Отсутствие в специальной литературе выражения «надсознание» нетрудно объяснить — даже понятия «бессознание» и «подсознание» не обрели ярко выраженной и строго определяемой сферой применения. А они применяются достаточно продолжительное время, чтобы таки заполучить его. Но увы. Думаю, что и «надсознание» ожидает вполне схожая судьба.

Кроме этих, непосредственно относящихся к предмету моих собственных изысканий в работе Серова могу выделить ещё несколько моментов.

В ней впервые дана модель, основанная на традициях западной науки, описывающая человека в виде, черезвычайно похожем на описания восточных традиций. Я имею в виду некую энергетическую структуру, свойственную организму человека и движение энергетических потоков между ключевыми точками, а также обмен энергиями между людьми — в восточных традициях, и модель, предпринятая Серовым — с другой. И не так уж важно, что в восточной традиции этих «ключевых точек», именуемых там «чакрами» — семь или восемь (в разных традициях), а Серов описывает три (а я прибавляю ещё одну), важно, что через эти точки течёт энергия, в обеих моделях она бывает «мужской» и «женской», движется в противоположных направлениях внутри отдельного организма и при близости мужчины и женщины между ними происходит обмен энергиями в строгом соответствии с обеими моделями. Я не ставлю целью рассматривать подробно это неожиданное, с моей точки зрения, открытие западной науки, но упомянуть о нём считаю нужным.

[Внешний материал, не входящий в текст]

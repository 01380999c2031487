use std::ops::Range;

use dremel_assembly::{Cell, ColumnStore};
use dremel_schema::{FieldPath, Mode, Schema, SchemaNode};
use serde_json::{Map, Value};
use tracing::{debug, trace};

use crate::ShredError;

type Columns = [Vec<Cell<Value>>];

/// A schema node with everything the walk needs precomputed.
enum Plan {
    Leaf {
        name: String,
        mode: Mode,
        path: FieldPath,
        /// Repetition level of this node's own repeats.
        level: u8,
        column: usize,
    },
    Group {
        name: String,
        mode: Mode,
        path: FieldPath,
        level: u8,
        /// Columns of every leaf beneath this group.
        columns: Range<usize>,
        children: Vec<Plan>,
    },
}

impl Plan {
    fn build(node: &SchemaNode, parent: &FieldPath, parent_level: u8, next: &mut usize) -> Plan {
        let path = parent.child(node.name());
        let level = parent_level + u8::from(node.mode() == Mode::Repeated);
        if node.is_leaf() {
            let column = *next;
            *next += 1;
            return Plan::Leaf {
                name: node.name().to_string(),
                mode: node.mode(),
                path,
                level,
                column,
            };
        }

        let start = *next;
        let children = node
            .children()
            .iter()
            .map(|child| Plan::build(child, &path, level, next))
            .collect();
        Plan::Group {
            name: node.name().to_string(),
            mode: node.mode(),
            path,
            level,
            columns: start..*next,
            children,
        }
    }

    fn name(&self) -> &str {
        match self {
            Plan::Leaf { name, .. } | Plan::Group { name, .. } => name,
        }
    }

    fn mode(&self) -> Mode {
        match self {
            Plan::Leaf { mode, .. } | Plan::Group { mode, .. } => *mode,
        }
    }

    fn path(&self) -> &FieldPath {
        match self {
            Plan::Leaf { path, .. } | Plan::Group { path, .. } => path,
        }
    }

    fn level(&self) -> u8 {
        match self {
            Plan::Leaf { level, .. } | Plan::Group { level, .. } => *level,
        }
    }

    fn columns(&self) -> Range<usize> {
        match self {
            Plan::Leaf { column, .. } => *column..*column + 1,
            Plan::Group { columns, .. } => columns.clone(),
        }
    }
}

/// Stripes records into one column per leaf field of a schema.
///
/// Each call to [`shred`](Shredder::shred) either appends all cells of the
/// record or, on error, none of them.
pub struct Shredder {
    plan: Vec<Plan>,
    paths: Vec<FieldPath>,
    columns: ColumnStore<Value>,
    /// Cells of the record being shredded, by column index.
    scratch: Vec<Vec<Cell<Value>>>,
    records: usize,
}

impl Shredder {
    pub fn new(schema: &Schema) -> Self {
        let mut next = 0;
        let root = FieldPath::root();
        let plan = schema
            .children()
            .iter()
            .map(|node| Plan::build(node, &root, 0, &mut next))
            .collect();
        let paths: Vec<FieldPath> = schema
            .fields()
            .iter()
            .map(|field| field.path().clone())
            .collect();
        let columns = paths.iter().map(|path| (path.clone(), Vec::new())).collect();

        Shredder {
            plan,
            scratch: vec![Vec::new(); paths.len()],
            paths,
            columns,
            records: 0,
        }
    }

    /// Append the cells of one record to every column.
    pub fn shred(&mut self, record: &Value) -> Result<(), ShredError> {
        for cells in &mut self.scratch {
            cells.clear();
        }
        let object = record.as_object().ok_or(ShredError::ExpectedObject {
            path: FieldPath::root(),
        })?;
        for child in &self.plan {
            shred_child(child, object, 0, 0, &mut self.scratch)?;
        }

        let mut cells = 0;
        for (path, pending) in self.paths.iter().zip(&mut self.scratch) {
            cells += pending.len();
            for cell in pending.drain(..) {
                self.columns.push(path, cell);
            }
        }
        self.records += 1;
        debug!(record = self.records, cells, "shredded record");
        Ok(())
    }

    /// Number of records shredded so far.
    pub fn records(&self) -> usize {
        self.records
    }

    pub fn columns(&self) -> &ColumnStore<Value> {
        &self.columns
    }

    /// Hand over the columns. Every schema field has one, possibly empty.
    pub fn finish(self) -> ColumnStore<Value> {
        self.columns
    }
}

/// Shred every record of `records` against `schema`.
pub fn shred_all<'v>(
    schema: &Schema,
    records: impl IntoIterator<Item = &'v Value>,
) -> Result<ColumnStore<Value>, ShredError> {
    let mut shredder = Shredder::new(schema);
    for record in records {
        shredder.shred(record)?;
    }
    Ok(shredder.finish())
}

/// Shred the member of `parent` described by `plan`. `r` is the repetition
/// level of the first cell written; `d` counts the nullable segments already
/// present above `plan`.
fn shred_child(
    plan: &Plan,
    parent: &Map<String, Value>,
    r: u8,
    d: u8,
    out: &mut Columns,
) -> Result<(), ShredError> {
    let value = parent.get(plan.name()).filter(|value| !value.is_null());
    match plan.mode() {
        Mode::Required => {
            let value = value.ok_or_else(|| ShredError::MissingRequired {
                path: plan.path().clone(),
            })?;
            shred_value(plan, value, r, d, out)
        }
        Mode::Optional => match value {
            Some(value) => shred_value(plan, value, r, d + 1, out),
            None => {
                absent(plan, r, d, out);
                Ok(())
            }
        },
        Mode::Repeated => {
            let items = match value {
                None => &[][..],
                Some(Value::Array(items)) => items.as_slice(),
                Some(_) => {
                    return Err(ShredError::ExpectedArray {
                        path: plan.path().clone(),
                    });
                }
            };
            if items.is_empty() {
                absent(plan, r, d, out);
                return Ok(());
            }
            for (index, item) in items.iter().enumerate() {
                if item.is_null() {
                    return Err(ShredError::NullElement {
                        path: plan.path().clone(),
                        index,
                    });
                }
                let level = if index == 0 { r } else { plan.level() };
                shred_value(plan, item, level, d + 1, out)?;
            }
            Ok(())
        }
    }
}

fn shred_value(plan: &Plan, value: &Value, r: u8, d: u8, out: &mut Columns) -> Result<(), ShredError> {
    match plan {
        Plan::Leaf { path, column, .. } => {
            if value.is_object() || value.is_array() {
                return Err(ShredError::ExpectedScalar { path: path.clone() });
            }
            trace!(field = %path, r, d, "cell");
            out[*column].push(Cell::new(Some(value.clone()), r, d));
            Ok(())
        }
        Plan::Group { path, children, .. } => {
            let object = value
                .as_object()
                .ok_or_else(|| ShredError::ExpectedObject { path: path.clone() })?;
            for child in children {
                shred_child(child, object, r, d, out)?;
            }
            Ok(())
        }
    }
}

/// One null cell for every leaf under `plan`.
fn absent(plan: &Plan, r: u8, d: u8, out: &mut Columns) {
    trace!(field = %plan.path(), r, d, "absent");
    for column in plan.columns() {
        out[column].push(Cell::null(r, d));
    }
}
//! Column striping of JSON records.
//!
//! The [`Shredder`] walks each record along a schema and appends one
//! [`Cell`](dremel_assembly::Cell) per leaf occurrence, tagged with the
//! repetition and definition levels that [`dremel_assembly`] needs to put the
//! record back together.
//!
//! ```
//! use dremel_schema::{Schema, SchemaNode};
//! use dremel_shred::Shredder;
//! use serde_json::json;
//!
//! let schema = Schema::new("r", vec![SchemaNode::repeated("tags")]).unwrap();
//! let mut shredder = Shredder::new(&schema);
//! shredder.shred(&json!({"tags": ["a", "b"]})).unwrap();
//! let columns = shredder.finish();
//! assert_eq!(columns.cell_count(), 2);
//! ```

mod error;
mod shredder;

pub use error::ShredError;
pub use shredder::{Shredder, shred_all};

Кроме того, в предложенных цитатах можно почерпнуть некую основу для аналогии между ритуалом «гари» и современной наукой, применившей на заре своего возникновения хорошо известную и «проверенную» методику воздействия на аудиторию, но в отличие от адептов древних ритуалов, «позабывшую» по окончании «ритуала» снять свою «маску». Так до сих пор в ней и ходит. Слишком уж схожи используемые методики: тут и обращение к авторитетам (предкам), и умышленное пользование «резкими преувеличениями, чрезмерностью, … и чудовищностью», значительностью и величием собственной деятельности, нередко доводимые до абсурда, и обращение именно к той области интеллекта, которая в работе Серова относится к «сознанию» — то есть к логическому мышлению, и даже применение в качестве «опорного» белого цвета. Все это, конечно же, скорее из области «архетипов поведения» и даже некий своеобразный казус, но тем не менее — раз уж подобное сходство оказалось возможным, упомяну о нём. Быть может, специальное исследование этого «казуса» приведёт к пониманию основания того феномена, который именуется «современной наукой».

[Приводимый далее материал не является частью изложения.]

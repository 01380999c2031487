//! The record tree produced by assembly.
//!
//! Nodes live in an arena and refer to their parent by index, so the tree
//! has a single owner and parent links never keep anything alive.

use std::collections::BTreeMap;
use std::fmt;

use dremel_schema::{Field, FieldPath, Mode};
use serde_json::{Map, Value};

use crate::Inconsistency;

/// Index of a node in its [`RecordTree`].
#[derive(Debug, Clone, Copy, PartialEq, Eq, Hash, PartialOrd, Ord)]
pub struct NodeId(usize);

/// A named node: a group with children, or a leaf holding values.
#[derive(Debug, Clone, PartialEq)]
pub struct Node<V> {
    name: String,
    mode: Mode,
    leaf: bool,
    parent: Option<NodeId>,
    children: BTreeMap<String, Vec<NodeId>>,
    value: Option<V>,
    values: Option<Vec<V>>,
}

impl<V> Node<V> {
    fn new(name: String, mode: Mode, leaf: bool, parent: Option<NodeId>) -> Self {
        Node {
            name,
            mode,
            leaf,
            parent,
            children: BTreeMap::new(),
            value: None,
            values: None,
        }
    }

    pub fn name(&self) -> &str {
        &self.name
    }

    pub fn mode(&self) -> Mode {
        self.mode
    }

    pub fn is_leaf(&self) -> bool {
        self.leaf
    }

    pub fn parent(&self) -> Option<NodeId> {
        self.parent
    }

    /// Scalar slot of a required or optional leaf.
    pub fn value(&self) -> Option<&V> {
        self.value.as_ref()
    }

    /// Ordered values of a repeated leaf.
    pub fn values(&self) -> Option<&[V]> {
        self.values.as_deref()
    }

    /// Child names with their instances, ordered by name.
    pub fn children(&self) -> impl Iterator<Item = (&str, &[NodeId])> {
        self.children
            .iter()
            .map(|(name, ids)| (name.as_str(), ids.as_slice()))
    }

    /// All instances of the child called `name`, in record order.
    pub fn instances(&self, name: &str) -> &[NodeId] {
        self.children.get(name).map(Vec::as_slice).unwrap_or(&[])
    }

    fn is_repeated_group(&self) -> bool {
        self.mode == Mode::Repeated && !self.leaf
    }
}

/// An assembled record.
#[derive(Debug, Clone, PartialEq)]
pub struct RecordTree<V> {
    nodes: Vec<Node<V>>,
}

impl<V> RecordTree<V> {
    /// A tree holding only its root.
    pub fn new(root_name: impl Into<String>) -> Self {
        RecordTree {
            nodes: vec![Node::new(root_name.into(), Mode::Required, false, None)],
        }
    }

    pub fn root(&self) -> NodeId {
        NodeId(0)
    }

    pub fn node(&self, id: NodeId) -> &Node<V> {
        &self.nodes[id.0]
    }

    /// Number of nodes, root included.
    pub fn len(&self) -> usize {
        self.nodes.len()
    }

    /// Whether the root has no children.
    pub fn is_empty(&self) -> bool {
        self.nodes.len() == 1
    }

    /// Path of segment names from the root to `id`.
    pub fn path(&self, id: NodeId) -> FieldPath {
        let mut segments = Vec::new();
        let mut current = id;
        while let Some(parent) = self.node(current).parent {
            segments.push(self.node(current).name.clone());
            current = parent;
        }
        segments.reverse();
        FieldPath::new(segments)
    }

    /// Find a node by dotted path. `name[n]` selects the n-th instance of a
    /// repeated group; a bare name selects the first.
    pub fn get(&self, path: &str) -> Option<&Node<V>> {
        let mut current = self.root();
        for segment in path.split('.').filter(|s| !s.is_empty()) {
            let (name, index) = split_index(segment)?;
            current = *self.node(current).instances(name).get(index)?;
        }
        Some(self.node(current))
    }

    /// Walk up `depth(previous) - depth(lca)` parents, closing every level
    /// opened for `previous` that `lca` does not share.
    pub fn ascend_to(
        &self,
        node: NodeId,
        previous: &FieldPath,
        lca: &FieldPath,
    ) -> Result<NodeId, Inconsistency> {
        if !lca.is_ancestor_of(previous) {
            return Err(Inconsistency::NotAnAncestor {
                ancestor: lca.clone(),
                path: previous.clone(),
            });
        }
        let mut node = node;
        for _ in lca.depth()..previous.depth() {
            node = self.node(node).parent.ok_or(Inconsistency::AboveRoot)?;
        }
        Ok(node)
    }

    /// Ascend from `previous` to `lca`, then open the segments of `target`
    /// from `depth(lca)` down to `depth`.
    ///
    /// `depth` is normally `target.depth()`; null cells may stop short of the
    /// leaf. Entering a repeated group that already exists under the current
    /// node starts a new instance of it; every other segment is reused when
    /// present.
    pub fn descend_to(
        &mut self,
        node: NodeId,
        target: &Field,
        depth: usize,
        previous: &FieldPath,
        lca: &FieldPath,
    ) -> Result<NodeId, Inconsistency> {
        let depth = depth.min(target.depth());
        if lca.depth() > depth || !lca.is_ancestor_of(target.path()) {
            return Err(Inconsistency::NotAnAncestor {
                ancestor: lca.clone(),
                path: target.path().prefix(depth),
            });
        }

        let mut node = self.ascend_to(node, previous, lca)?;
        let segments = target.path().segments();
        for level in lca.depth()..depth {
            let leaf = level + 1 == target.depth();
            node = self.enter(node, &segments[level], target.modes()[level], leaf);
        }
        Ok(node)
    }

    /// Store a leaf value: appended for repeated leaves, the scalar slot
    /// otherwise. A scalar slot is written at most once.
    pub fn append(&mut self, node: NodeId, value: V) -> Result<(), Inconsistency> {
        let node = &mut self.nodes[node.0];
        if node.mode == Mode::Repeated {
            node.values.get_or_insert_with(Vec::new).push(value);
            return Ok(());
        }
        if node.value.is_some() {
            return Err(Inconsistency::ScalarOverwrite {
                name: node.name.clone(),
            });
        }
        node.value = Some(value);
        Ok(())
    }

    fn enter(&mut self, parent: NodeId, name: &str, mode: Mode, leaf: bool) -> NodeId {
        let existing = self.node(parent).instances(name).last().copied();
        if let Some(id) = existing
            && !self.node(id).is_repeated_group()
        {
            return id;
        }

        let id = NodeId(self.nodes.len());
        self.nodes
            .push(Node::new(name.to_string(), mode, leaf, Some(parent)));
        self.nodes[parent.0]
            .children
            .entry(name.to_string())
            .or_default()
            .push(id);
        id
    }
}

impl<V: Clone + Into<Value>> RecordTree<V> {
    /// Convert to JSON: groups become objects, repeated groups arrays of
    /// objects, repeated leaves arrays. Empty optional leaves are `null`.
    pub fn to_json(&self) -> Value {
        self.node_json(self.root())
    }

    fn node_json(&self, id: NodeId) -> Value {
        let node = self.node(id);
        if node.leaf {
            return match (&node.values, &node.value) {
                (Some(values), _) => Value::Array(values.iter().cloned().map(Into::into).collect()),
                (None, Some(value)) => value.clone().into(),
                (None, None) if node.mode == Mode::Repeated => Value::Array(Vec::new()),
                (None, None) => Value::Null,
            };
        }

        let mut map = Map::new();
        for (name, ids) in &node.children {
            let repeated_group = ids
                .first()
                .is_some_and(|id| self.node(*id).is_repeated_group());
            let value = match ids.as_slice() {
                [only] if !repeated_group => self.node_json(*only),
                _ => Value::Array(ids.iter().map(|id| self.node_json(*id)).collect()),
            };
            map.insert(name.clone(), value);
        }
        Value::Object(map)
    }
}

impl<V: fmt::Display> RecordTree<V> {
    /// Indented text listing, one line per node.
    pub fn render(&self) -> String {
        self.to_string()
    }

    fn write_node(
        &self,
        f: &mut fmt::Formatter<'_>,
        id: NodeId,
        label: &str,
        indent: usize,
    ) -> fmt::Result {
        let node = self.node(id);
        write!(f, "{:width$}{}", "", label, width = indent * 2)?;
        if !node.leaf {
            writeln!(f)?;
            for (name, ids) in &node.children {
                for (index, child) in ids.iter().enumerate() {
                    if self.node(*child).is_repeated_group() {
                        self.write_node(f, *child, &format!("{}[{}]", name, index), indent + 1)?;
                    } else {
                        self.write_node(f, *child, name, indent + 1)?;
                    }
                }
            }
            return Ok(());
        }

        match (&node.values, &node.value) {
            (Some(values), _) => {
                write!(f, ": [")?;
                for (index, value) in values.iter().enumerate() {
                    if index > 0 {
                        write!(f, ", ")?;
                    }
                    write!(f, "{}", value)?;
                }
                writeln!(f, "]")
            }
            (None, Some(value)) => writeln!(f, ": {}", value),
            (None, None) if node.mode == Mode::Repeated => writeln!(f, ": []"),
            (None, None) => writeln!(f, ": null"),
        }
    }
}

impl<V: fmt::Display> fmt::Display for RecordTree<V> {
    fn fmt(&self, f: &mut fmt::Formatter<'_>) -> fmt::Result {
        self.write_node(f, self.root(), &self.node(self.root()).name, 0)
    }
}

fn split_index(segment: &str) -> Option<(&str, usize)> {
    match segment.strip_suffix(']').and_then(|s| s.split_once('[')) {
        Some((name, index)) => Some((name, index.parse().ok()?)),
        None => Some((segment, 0)),
    }
}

В любом случае, если применяя методику Серова и правда удастся «связать физику с психофизикой и психологией», как он пишет в предисловии к своей книге, это будет действительно значительным достижением современной науки, которое можно сопоставить разве что с развитием квантовой физики. А это само по себе уже достойно упоминания, на мой взгляд.

*

Большинство этих проблем не относятся к области предлагаемого мной исследования — в нём ставится достаточно определённая цель — проследить роль интеллигенции в истории и попытаться раскрыть структуру, скрывающуюся под выражением «общество потребления». Именно это будет рассмотрено в последующих частях и затем предложено нечто, что можно обозначить как рабочая гипотеза, претендующая на роль Генеральной Стратегии. Для этой цели и потребовалось столь подробно описанное в предложенных цитатах поведение человека в нормальных и экстремальных условиях.